Directions for this task - Lines holding the string "exists": copy each one from the listing below.

━━━ Information supplied ━━━

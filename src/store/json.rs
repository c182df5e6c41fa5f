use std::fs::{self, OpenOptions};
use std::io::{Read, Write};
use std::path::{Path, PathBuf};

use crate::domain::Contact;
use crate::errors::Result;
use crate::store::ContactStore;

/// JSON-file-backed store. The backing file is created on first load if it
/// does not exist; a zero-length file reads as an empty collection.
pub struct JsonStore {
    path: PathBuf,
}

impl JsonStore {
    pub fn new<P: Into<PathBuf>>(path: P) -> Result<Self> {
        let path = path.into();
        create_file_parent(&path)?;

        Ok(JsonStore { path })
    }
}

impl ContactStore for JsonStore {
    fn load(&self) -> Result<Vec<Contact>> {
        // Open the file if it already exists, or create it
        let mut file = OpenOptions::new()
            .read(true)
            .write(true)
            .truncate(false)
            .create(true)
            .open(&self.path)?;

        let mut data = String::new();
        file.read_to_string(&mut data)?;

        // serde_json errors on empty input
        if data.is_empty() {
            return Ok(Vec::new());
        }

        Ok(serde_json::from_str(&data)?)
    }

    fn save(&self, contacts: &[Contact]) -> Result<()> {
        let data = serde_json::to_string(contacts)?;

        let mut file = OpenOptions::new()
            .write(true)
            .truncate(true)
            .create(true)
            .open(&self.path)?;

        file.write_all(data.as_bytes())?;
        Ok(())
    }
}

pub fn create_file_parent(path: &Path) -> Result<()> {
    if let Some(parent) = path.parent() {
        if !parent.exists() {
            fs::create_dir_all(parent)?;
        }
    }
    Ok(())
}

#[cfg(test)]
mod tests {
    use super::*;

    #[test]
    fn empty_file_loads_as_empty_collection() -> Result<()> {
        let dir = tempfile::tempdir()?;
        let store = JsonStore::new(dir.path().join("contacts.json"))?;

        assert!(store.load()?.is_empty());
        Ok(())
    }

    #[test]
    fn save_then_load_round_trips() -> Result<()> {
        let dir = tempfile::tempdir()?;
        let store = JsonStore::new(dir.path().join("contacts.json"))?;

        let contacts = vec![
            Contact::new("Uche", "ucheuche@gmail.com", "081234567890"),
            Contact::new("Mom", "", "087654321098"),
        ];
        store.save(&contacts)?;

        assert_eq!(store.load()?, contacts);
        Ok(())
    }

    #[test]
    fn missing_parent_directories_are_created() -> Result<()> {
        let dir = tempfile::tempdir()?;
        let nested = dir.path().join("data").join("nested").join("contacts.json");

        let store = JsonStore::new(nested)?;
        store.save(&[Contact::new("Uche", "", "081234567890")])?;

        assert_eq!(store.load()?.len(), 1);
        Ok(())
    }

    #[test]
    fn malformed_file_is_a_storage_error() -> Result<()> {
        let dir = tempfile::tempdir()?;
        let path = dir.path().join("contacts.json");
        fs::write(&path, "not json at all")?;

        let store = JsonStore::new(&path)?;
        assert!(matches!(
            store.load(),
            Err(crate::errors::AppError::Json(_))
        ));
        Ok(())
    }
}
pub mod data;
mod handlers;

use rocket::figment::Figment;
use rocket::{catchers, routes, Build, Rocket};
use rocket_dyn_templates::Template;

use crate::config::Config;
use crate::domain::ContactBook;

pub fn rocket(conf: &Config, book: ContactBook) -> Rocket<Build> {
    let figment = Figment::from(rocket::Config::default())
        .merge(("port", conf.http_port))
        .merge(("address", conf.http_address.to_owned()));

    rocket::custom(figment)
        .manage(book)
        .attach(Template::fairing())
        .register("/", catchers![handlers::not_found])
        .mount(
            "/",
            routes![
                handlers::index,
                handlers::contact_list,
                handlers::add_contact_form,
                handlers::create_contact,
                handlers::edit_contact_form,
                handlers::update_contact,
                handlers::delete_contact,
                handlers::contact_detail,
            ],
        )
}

━━━
━━━ Information supplied ━━━

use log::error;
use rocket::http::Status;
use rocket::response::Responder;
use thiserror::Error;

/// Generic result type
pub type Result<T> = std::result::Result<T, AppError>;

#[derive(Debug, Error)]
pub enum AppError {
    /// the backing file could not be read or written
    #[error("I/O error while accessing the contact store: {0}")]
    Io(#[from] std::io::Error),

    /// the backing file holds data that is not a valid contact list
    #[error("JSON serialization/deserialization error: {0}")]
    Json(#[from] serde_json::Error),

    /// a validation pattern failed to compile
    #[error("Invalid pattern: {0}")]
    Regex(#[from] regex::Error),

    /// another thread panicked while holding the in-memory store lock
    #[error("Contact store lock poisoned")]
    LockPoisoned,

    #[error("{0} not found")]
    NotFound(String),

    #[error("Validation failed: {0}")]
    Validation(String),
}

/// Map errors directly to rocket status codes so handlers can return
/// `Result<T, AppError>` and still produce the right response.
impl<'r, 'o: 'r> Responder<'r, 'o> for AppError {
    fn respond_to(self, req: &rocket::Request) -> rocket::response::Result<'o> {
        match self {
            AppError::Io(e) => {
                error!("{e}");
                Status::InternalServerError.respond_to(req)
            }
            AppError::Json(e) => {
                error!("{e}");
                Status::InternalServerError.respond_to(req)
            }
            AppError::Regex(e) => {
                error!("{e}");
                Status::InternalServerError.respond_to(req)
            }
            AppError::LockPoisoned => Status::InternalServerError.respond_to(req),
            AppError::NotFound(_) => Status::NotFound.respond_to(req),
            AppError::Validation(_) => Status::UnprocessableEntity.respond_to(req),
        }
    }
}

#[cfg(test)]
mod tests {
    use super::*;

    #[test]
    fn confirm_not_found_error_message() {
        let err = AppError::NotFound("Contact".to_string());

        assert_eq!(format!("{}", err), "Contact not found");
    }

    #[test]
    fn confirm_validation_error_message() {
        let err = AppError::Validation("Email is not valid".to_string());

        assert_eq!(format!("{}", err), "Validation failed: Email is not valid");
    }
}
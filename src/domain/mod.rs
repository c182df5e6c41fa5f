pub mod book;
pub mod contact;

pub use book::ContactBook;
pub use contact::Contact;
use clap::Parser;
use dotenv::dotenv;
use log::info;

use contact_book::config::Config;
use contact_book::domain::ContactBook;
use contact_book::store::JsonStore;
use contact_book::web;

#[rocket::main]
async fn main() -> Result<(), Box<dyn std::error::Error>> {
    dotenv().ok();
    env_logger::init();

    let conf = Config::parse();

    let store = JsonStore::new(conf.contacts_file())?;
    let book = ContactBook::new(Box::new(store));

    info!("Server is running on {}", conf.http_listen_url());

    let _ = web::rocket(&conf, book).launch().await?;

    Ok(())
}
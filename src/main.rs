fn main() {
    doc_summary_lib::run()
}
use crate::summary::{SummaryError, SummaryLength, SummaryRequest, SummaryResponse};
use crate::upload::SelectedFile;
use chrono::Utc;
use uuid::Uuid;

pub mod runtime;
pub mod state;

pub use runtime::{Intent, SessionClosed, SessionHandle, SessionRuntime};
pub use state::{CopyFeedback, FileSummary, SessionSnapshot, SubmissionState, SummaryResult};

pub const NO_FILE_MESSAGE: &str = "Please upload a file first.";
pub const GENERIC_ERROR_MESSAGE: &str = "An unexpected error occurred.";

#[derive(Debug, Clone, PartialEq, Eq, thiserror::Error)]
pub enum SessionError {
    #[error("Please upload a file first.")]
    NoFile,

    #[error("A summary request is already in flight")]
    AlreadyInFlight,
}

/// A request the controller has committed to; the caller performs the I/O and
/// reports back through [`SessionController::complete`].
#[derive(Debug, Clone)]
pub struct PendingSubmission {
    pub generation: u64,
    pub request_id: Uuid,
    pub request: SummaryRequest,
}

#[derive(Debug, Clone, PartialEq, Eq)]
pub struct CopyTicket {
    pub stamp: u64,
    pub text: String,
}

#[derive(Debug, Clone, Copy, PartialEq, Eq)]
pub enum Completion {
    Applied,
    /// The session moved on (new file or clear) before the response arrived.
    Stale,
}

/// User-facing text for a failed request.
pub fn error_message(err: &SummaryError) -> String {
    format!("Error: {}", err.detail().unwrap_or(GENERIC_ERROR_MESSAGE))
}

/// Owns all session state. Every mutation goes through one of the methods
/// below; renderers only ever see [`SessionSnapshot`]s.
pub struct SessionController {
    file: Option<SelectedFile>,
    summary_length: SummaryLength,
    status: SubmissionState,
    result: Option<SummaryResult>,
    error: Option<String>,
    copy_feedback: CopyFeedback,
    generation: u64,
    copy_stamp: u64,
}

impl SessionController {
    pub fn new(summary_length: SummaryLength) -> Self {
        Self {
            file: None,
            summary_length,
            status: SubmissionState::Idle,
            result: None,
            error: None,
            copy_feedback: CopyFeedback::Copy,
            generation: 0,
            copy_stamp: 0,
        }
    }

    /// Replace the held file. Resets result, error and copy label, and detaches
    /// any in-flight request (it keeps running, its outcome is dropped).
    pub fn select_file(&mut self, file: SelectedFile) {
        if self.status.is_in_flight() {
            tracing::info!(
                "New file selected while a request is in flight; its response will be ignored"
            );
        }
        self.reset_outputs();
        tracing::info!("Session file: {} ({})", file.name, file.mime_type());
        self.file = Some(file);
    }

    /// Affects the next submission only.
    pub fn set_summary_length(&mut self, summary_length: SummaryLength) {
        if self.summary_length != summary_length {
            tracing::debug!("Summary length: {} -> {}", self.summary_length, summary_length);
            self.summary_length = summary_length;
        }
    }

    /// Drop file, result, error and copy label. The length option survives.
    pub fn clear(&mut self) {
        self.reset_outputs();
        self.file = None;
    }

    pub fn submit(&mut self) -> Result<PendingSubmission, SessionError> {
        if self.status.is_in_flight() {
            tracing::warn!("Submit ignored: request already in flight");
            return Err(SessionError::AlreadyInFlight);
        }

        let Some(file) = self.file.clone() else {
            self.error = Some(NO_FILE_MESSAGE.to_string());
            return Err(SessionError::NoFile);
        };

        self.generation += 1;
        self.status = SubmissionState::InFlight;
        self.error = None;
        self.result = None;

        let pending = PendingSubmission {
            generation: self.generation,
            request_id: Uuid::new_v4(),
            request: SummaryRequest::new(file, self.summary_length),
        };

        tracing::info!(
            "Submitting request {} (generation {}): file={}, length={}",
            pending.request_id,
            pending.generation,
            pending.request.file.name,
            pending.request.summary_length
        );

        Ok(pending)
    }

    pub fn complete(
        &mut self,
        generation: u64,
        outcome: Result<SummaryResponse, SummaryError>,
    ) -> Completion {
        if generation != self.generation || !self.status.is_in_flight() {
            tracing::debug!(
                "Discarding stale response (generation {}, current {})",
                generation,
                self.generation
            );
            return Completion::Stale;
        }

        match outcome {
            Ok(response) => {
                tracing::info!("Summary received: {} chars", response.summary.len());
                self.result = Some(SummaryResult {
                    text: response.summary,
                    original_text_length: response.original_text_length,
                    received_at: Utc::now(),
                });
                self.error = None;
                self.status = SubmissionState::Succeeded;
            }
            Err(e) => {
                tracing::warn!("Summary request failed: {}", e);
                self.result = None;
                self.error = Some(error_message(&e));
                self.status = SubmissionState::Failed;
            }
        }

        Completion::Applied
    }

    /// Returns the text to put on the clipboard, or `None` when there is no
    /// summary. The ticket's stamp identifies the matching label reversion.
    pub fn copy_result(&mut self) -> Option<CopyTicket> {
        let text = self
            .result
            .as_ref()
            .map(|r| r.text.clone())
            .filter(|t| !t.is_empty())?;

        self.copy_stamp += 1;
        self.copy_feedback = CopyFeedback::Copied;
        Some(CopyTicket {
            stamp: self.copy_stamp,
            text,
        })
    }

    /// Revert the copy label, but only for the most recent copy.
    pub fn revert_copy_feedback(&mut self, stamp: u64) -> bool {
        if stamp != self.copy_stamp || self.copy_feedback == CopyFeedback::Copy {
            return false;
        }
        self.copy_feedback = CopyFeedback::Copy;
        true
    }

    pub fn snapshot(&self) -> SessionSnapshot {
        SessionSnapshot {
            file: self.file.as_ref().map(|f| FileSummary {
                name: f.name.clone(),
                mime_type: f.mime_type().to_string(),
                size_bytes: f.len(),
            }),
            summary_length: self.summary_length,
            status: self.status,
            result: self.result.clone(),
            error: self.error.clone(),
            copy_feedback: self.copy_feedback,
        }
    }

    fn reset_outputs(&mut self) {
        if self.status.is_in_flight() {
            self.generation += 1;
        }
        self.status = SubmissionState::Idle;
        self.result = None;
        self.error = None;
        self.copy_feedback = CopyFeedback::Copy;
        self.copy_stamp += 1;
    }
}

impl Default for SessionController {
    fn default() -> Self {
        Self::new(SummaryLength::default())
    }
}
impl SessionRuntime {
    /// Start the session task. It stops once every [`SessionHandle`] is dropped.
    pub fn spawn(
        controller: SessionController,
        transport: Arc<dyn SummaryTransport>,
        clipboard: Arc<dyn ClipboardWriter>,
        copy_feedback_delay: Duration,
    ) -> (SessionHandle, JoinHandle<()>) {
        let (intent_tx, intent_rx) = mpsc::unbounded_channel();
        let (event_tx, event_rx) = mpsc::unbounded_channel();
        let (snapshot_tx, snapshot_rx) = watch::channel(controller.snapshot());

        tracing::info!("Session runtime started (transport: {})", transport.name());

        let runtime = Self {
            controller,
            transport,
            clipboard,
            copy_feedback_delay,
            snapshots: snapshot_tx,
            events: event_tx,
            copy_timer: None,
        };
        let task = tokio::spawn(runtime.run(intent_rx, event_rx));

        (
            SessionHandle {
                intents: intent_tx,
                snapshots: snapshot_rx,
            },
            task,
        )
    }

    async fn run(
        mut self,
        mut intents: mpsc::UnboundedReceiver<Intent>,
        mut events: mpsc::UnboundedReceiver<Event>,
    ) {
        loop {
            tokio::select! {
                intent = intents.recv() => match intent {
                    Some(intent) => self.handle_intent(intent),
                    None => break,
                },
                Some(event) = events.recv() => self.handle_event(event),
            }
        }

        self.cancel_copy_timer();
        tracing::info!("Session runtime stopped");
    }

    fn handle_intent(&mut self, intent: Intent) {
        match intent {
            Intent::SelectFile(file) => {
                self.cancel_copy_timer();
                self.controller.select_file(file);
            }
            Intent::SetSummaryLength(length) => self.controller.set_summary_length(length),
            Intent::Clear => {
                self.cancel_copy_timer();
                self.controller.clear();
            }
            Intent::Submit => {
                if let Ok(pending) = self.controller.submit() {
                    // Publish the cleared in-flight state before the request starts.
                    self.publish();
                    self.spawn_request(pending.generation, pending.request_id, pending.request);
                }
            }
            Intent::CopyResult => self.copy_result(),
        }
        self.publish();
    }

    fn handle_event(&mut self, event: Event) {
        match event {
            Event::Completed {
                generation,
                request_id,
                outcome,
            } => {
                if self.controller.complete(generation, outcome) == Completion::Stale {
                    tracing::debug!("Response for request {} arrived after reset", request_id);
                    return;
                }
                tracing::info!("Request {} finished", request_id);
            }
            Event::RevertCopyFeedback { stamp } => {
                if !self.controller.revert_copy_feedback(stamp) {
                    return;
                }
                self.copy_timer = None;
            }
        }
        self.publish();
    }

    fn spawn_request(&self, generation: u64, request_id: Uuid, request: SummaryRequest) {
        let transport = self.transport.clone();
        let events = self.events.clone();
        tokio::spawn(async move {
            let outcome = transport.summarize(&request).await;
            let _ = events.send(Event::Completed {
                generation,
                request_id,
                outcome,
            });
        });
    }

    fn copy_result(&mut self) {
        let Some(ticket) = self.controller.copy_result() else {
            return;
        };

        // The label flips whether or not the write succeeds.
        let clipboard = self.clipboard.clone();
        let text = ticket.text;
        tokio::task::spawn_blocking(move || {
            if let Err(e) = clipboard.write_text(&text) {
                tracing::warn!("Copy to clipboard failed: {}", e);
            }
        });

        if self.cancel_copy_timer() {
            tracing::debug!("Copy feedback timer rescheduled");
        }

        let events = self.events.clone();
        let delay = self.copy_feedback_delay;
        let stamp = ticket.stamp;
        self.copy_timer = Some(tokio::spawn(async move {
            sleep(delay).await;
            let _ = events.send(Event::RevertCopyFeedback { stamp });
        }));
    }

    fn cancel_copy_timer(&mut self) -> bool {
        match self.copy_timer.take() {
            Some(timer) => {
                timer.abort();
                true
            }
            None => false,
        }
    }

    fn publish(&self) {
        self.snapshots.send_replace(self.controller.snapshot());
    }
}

━━━
━━━ Information supplied ━━━

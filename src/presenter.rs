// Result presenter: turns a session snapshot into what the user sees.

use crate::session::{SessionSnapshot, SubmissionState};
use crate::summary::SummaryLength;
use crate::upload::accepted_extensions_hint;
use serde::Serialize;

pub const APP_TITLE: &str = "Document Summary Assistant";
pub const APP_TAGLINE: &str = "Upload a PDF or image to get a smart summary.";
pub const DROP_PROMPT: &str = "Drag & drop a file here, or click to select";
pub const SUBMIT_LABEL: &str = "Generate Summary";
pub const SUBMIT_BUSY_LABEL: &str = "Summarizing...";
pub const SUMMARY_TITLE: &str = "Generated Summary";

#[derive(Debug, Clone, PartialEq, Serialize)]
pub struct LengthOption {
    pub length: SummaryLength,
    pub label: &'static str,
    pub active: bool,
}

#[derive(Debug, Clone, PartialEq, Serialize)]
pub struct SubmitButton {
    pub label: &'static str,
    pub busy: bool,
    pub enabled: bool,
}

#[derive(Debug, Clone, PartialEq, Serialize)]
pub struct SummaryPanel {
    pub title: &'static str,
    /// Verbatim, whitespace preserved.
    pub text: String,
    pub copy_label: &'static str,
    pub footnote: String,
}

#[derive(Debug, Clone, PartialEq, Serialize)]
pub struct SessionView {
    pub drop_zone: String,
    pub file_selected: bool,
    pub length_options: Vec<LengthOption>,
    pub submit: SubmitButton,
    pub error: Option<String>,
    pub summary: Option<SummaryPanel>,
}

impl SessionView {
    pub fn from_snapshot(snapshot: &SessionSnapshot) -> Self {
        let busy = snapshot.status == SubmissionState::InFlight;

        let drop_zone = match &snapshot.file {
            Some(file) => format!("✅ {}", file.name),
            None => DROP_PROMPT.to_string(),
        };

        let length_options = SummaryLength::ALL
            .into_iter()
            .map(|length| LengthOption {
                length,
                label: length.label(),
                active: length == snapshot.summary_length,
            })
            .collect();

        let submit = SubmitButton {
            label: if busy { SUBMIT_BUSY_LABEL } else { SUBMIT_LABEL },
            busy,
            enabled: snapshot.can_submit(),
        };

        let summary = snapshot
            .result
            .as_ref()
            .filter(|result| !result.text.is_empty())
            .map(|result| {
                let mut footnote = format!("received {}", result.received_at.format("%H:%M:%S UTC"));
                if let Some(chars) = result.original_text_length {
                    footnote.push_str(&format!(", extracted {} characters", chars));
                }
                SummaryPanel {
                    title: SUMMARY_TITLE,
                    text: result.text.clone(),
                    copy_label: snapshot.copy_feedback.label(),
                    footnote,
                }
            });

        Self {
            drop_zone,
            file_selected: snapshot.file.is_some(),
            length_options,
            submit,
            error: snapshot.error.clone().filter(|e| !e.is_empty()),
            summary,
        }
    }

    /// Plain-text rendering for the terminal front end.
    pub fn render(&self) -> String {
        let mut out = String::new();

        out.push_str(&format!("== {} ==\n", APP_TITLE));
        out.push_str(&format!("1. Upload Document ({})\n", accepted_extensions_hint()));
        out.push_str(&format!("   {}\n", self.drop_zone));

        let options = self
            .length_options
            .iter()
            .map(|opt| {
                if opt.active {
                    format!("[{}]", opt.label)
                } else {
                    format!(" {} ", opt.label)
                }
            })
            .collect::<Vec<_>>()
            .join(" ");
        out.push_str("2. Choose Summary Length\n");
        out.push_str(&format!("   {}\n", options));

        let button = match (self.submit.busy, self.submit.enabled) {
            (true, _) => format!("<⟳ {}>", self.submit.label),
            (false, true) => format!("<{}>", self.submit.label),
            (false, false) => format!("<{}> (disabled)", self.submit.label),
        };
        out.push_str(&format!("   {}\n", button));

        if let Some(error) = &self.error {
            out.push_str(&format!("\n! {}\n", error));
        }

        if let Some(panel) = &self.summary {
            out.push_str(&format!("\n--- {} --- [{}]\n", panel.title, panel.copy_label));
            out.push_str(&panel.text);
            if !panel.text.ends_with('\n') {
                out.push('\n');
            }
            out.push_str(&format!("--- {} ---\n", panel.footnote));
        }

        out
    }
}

━━━

Result of the task -
        // Open the file if it already exists, or create it
        if !parent.exists() {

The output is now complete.